=== Exercise ===
Your answer should be every line below that includes the word "Duration".

### Exercise inputs

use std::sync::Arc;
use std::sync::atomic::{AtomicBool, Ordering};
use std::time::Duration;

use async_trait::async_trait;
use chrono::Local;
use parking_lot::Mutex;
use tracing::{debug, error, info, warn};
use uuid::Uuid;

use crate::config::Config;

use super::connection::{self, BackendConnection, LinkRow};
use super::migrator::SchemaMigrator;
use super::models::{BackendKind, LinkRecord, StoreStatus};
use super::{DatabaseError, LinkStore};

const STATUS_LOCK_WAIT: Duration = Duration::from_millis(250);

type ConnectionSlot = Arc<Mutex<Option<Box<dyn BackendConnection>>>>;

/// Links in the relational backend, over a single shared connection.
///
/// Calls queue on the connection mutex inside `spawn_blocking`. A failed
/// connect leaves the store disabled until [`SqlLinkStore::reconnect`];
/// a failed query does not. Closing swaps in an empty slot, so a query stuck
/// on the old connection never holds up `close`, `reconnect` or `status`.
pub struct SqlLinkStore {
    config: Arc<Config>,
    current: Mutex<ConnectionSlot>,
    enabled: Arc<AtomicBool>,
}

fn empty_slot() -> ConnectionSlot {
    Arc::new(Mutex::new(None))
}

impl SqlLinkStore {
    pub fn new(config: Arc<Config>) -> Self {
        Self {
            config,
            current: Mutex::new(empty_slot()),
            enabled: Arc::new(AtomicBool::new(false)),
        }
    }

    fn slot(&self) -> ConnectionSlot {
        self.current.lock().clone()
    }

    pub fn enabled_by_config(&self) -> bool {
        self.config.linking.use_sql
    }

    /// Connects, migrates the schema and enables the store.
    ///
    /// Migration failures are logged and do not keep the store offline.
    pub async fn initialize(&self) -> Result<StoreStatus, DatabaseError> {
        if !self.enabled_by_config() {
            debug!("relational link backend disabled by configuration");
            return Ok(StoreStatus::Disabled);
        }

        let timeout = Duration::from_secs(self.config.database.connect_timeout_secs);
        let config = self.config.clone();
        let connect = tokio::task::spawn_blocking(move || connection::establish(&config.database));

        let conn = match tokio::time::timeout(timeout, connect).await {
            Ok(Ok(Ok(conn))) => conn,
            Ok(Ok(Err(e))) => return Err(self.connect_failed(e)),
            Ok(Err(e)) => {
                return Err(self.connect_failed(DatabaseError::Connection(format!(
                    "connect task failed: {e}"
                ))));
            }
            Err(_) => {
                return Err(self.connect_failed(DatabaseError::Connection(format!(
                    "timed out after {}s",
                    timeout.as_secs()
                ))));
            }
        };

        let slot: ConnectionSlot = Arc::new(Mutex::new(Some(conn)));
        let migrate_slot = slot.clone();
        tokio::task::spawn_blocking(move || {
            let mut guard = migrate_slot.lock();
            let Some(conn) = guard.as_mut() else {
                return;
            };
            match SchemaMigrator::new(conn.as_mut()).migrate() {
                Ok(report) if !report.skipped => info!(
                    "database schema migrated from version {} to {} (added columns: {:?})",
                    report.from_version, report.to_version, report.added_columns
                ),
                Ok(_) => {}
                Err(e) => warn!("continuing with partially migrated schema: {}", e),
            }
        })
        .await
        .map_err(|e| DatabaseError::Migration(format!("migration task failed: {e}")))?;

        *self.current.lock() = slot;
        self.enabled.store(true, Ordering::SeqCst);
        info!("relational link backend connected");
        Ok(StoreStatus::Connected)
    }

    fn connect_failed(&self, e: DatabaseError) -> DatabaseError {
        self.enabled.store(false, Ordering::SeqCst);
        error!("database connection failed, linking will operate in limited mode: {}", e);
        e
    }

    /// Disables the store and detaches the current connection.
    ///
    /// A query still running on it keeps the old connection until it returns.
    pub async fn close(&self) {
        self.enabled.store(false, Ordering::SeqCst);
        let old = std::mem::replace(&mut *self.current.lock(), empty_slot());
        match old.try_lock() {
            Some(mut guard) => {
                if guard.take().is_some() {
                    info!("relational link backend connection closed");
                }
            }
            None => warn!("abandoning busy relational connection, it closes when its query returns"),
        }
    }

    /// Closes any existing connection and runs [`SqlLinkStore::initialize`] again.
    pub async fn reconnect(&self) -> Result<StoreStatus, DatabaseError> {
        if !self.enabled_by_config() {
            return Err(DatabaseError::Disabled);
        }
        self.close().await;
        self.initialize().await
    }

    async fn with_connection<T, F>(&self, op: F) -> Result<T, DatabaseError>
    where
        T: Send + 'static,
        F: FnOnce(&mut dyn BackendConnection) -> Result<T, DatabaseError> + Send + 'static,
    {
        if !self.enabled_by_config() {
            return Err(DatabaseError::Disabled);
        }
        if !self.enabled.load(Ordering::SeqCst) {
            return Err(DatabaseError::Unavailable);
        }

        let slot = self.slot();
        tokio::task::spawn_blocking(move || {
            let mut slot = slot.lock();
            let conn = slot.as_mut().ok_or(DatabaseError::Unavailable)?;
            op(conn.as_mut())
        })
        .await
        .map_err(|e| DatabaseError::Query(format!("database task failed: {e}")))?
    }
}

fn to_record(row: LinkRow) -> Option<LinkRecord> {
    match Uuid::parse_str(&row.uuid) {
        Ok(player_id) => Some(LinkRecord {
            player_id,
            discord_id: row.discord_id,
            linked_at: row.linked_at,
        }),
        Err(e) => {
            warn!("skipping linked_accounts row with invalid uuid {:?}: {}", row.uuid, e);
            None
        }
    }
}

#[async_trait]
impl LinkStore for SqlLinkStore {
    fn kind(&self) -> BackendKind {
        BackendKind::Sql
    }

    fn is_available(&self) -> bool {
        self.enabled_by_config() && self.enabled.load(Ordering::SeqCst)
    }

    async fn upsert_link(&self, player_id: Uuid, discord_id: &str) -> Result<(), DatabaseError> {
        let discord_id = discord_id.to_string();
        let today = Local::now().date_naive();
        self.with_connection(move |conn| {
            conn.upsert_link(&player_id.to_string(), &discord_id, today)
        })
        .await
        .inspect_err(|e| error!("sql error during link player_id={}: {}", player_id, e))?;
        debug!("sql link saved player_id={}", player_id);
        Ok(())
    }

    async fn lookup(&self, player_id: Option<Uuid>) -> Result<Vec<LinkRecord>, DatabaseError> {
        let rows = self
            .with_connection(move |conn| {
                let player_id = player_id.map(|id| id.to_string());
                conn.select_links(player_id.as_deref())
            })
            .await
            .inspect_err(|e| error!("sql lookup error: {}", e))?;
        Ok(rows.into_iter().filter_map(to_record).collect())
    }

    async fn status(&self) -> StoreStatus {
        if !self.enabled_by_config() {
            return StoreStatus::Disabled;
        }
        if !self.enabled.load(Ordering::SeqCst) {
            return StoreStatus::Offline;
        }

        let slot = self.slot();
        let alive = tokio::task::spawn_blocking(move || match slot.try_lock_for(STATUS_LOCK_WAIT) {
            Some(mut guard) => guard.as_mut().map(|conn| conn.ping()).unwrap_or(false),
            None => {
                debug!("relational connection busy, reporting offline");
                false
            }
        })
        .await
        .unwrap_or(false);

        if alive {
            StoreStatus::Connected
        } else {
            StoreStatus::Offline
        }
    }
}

######

=== Exercise answer ===
use std::time::Duration;
const STATUS_LOCK_WAIT: Duration = Duration::from_millis(250);
        let timeout = Duration::from_secs(self.config.database.connect_timeout_secs);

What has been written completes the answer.